TASK DETAILS
In the data below, find every line with the string "PermissionCheck" and pull it out.

[[ DATA EXTRACT open ]]

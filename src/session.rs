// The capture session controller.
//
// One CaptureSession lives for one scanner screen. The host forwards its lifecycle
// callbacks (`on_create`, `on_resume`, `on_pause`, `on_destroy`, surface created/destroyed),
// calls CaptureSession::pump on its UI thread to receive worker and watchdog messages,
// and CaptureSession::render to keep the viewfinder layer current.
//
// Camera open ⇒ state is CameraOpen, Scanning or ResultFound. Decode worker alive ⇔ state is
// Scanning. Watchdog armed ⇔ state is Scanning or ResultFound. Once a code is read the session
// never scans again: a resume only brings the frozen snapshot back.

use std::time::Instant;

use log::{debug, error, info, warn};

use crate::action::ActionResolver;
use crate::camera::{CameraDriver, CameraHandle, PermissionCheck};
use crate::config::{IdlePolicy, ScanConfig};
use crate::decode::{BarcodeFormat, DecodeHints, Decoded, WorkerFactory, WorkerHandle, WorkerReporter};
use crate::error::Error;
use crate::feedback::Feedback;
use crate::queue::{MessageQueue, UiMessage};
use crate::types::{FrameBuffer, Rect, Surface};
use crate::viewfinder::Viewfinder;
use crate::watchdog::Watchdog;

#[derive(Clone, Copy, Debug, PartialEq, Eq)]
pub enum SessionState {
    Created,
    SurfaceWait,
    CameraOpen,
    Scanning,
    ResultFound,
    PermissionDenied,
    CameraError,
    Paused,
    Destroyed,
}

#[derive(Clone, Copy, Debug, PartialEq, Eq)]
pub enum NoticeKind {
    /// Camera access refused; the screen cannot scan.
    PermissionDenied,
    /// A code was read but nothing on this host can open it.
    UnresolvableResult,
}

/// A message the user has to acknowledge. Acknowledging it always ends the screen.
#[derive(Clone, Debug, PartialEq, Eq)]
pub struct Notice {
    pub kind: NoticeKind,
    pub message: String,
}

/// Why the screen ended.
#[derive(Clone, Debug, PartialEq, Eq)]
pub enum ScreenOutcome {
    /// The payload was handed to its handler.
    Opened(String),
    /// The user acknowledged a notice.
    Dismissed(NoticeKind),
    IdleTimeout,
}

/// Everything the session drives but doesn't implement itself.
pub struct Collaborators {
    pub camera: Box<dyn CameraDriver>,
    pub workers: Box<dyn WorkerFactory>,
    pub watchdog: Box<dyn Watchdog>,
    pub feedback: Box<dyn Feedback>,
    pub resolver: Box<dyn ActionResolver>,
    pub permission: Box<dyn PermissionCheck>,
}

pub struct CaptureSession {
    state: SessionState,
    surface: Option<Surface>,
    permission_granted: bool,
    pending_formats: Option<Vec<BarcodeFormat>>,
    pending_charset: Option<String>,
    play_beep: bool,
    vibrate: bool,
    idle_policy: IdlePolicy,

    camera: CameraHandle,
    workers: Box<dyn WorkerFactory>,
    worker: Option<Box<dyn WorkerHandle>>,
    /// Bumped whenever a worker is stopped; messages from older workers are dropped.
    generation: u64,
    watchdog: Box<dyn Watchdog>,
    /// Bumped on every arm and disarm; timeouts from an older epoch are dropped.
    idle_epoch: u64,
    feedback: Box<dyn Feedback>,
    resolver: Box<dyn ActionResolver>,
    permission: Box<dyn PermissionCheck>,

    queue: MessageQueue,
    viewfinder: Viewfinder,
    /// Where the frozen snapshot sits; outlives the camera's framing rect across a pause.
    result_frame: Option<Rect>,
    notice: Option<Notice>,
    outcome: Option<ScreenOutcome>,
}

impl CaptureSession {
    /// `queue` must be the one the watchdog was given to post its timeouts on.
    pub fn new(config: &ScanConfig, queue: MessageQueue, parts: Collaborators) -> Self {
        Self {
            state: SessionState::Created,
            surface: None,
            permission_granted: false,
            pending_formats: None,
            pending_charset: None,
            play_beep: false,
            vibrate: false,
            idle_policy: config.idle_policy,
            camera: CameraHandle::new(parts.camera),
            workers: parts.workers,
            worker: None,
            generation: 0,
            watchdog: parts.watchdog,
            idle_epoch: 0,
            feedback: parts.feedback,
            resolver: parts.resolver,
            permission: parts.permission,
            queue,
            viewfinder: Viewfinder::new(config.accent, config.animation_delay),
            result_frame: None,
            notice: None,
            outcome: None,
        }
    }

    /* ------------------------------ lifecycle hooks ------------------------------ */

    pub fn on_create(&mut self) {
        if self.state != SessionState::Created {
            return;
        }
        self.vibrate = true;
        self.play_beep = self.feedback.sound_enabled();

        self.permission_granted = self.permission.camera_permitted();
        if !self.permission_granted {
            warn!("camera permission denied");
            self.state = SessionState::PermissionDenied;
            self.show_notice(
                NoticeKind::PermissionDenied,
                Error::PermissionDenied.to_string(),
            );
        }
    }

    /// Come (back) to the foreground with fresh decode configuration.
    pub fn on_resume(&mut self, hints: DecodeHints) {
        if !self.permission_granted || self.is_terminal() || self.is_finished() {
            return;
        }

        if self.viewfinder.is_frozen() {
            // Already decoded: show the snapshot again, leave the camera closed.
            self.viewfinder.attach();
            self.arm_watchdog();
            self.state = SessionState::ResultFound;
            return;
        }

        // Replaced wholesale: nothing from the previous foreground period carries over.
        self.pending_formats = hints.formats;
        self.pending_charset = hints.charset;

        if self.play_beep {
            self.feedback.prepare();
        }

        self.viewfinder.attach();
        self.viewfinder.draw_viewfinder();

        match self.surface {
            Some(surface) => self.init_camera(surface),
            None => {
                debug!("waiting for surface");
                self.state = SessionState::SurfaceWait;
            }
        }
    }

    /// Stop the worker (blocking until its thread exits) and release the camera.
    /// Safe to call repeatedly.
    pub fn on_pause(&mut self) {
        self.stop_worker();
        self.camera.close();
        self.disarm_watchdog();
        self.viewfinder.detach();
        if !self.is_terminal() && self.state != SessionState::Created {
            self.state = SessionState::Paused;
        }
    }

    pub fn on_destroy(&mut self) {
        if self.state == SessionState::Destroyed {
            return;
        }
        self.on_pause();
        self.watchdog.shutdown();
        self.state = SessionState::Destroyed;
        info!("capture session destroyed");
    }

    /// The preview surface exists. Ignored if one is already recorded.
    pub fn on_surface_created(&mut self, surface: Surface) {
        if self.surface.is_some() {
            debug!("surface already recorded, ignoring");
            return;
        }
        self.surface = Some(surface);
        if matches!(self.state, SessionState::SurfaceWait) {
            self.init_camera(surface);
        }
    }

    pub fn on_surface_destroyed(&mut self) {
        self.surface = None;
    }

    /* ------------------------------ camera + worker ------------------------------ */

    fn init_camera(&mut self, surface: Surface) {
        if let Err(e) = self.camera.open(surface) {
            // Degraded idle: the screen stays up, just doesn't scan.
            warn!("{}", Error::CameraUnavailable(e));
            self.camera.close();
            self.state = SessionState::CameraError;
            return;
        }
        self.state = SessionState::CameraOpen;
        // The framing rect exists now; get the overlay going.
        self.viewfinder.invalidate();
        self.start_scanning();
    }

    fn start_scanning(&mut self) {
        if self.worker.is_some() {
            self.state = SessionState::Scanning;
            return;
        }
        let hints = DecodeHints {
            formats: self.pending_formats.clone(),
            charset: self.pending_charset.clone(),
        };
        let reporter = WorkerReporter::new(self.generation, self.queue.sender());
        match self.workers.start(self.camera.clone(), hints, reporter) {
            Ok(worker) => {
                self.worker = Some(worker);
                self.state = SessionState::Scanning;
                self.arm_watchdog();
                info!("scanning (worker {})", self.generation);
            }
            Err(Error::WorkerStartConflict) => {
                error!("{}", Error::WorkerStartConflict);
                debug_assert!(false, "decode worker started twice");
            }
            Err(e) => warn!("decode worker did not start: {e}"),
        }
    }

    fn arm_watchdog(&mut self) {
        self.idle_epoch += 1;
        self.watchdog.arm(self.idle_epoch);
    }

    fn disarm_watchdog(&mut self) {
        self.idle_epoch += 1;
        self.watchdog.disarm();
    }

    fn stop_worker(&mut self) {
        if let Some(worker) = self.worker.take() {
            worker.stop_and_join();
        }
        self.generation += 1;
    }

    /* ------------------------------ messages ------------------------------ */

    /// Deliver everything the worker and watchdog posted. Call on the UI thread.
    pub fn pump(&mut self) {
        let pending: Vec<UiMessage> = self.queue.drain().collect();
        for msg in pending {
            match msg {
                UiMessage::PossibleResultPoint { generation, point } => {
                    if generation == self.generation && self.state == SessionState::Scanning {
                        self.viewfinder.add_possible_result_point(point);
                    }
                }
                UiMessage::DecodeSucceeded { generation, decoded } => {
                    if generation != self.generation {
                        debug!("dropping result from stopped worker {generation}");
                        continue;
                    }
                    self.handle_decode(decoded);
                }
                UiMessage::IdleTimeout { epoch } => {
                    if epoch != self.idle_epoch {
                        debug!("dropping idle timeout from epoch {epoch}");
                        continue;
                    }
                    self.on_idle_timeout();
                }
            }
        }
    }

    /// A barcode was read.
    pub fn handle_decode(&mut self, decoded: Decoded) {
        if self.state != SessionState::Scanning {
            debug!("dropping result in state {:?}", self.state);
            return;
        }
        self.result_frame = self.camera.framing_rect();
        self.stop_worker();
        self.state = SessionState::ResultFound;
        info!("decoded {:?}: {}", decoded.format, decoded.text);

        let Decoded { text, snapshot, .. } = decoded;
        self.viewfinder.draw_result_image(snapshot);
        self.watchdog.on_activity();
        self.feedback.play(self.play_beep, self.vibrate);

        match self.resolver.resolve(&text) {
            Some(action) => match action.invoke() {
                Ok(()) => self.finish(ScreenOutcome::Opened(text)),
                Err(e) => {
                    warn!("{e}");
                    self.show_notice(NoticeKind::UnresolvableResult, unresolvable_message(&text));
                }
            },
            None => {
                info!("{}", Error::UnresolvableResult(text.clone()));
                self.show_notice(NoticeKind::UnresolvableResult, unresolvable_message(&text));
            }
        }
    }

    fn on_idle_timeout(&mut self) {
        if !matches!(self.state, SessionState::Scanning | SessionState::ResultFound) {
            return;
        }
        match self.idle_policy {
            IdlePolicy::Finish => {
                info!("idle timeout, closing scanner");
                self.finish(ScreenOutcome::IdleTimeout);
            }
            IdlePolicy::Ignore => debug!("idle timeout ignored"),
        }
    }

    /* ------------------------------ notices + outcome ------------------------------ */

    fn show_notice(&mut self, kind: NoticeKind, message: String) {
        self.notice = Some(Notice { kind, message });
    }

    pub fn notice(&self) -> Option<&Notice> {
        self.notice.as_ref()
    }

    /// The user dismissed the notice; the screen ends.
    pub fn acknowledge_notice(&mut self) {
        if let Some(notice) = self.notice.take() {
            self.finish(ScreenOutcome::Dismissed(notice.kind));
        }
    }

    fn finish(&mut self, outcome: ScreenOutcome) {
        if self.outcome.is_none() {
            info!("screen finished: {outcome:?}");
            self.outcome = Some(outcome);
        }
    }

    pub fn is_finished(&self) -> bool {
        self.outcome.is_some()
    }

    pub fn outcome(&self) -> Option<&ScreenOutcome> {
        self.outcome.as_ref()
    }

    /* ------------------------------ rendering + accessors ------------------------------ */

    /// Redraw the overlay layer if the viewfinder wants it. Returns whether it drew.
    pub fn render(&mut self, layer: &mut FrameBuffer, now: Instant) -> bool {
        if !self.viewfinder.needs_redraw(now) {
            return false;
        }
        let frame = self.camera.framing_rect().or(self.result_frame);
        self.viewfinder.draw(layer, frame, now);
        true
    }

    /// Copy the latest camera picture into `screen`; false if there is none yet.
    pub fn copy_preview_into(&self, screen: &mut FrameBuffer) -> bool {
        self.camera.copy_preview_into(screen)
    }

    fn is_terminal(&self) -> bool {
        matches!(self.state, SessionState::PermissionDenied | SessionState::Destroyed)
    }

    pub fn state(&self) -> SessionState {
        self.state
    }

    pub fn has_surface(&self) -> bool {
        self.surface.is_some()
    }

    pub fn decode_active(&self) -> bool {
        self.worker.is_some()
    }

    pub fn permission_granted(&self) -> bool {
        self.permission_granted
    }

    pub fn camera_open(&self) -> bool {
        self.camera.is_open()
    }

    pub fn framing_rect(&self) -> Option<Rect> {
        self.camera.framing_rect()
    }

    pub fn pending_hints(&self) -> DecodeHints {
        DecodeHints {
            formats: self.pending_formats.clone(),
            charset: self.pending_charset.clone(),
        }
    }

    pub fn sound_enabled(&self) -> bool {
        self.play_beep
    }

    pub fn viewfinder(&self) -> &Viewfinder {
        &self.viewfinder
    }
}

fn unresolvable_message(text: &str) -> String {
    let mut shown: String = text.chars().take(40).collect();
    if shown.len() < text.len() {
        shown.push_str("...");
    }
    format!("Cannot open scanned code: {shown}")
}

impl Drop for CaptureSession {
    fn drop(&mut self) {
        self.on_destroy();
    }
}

[[ DATA EXTRACT closed ]]

RESPONSE BELOW
use crate::camera::{CameraDriver, CameraHandle, PermissionCheck};
    pub permission: Box<dyn PermissionCheck>,
    permission: Box<dyn PermissionCheck>,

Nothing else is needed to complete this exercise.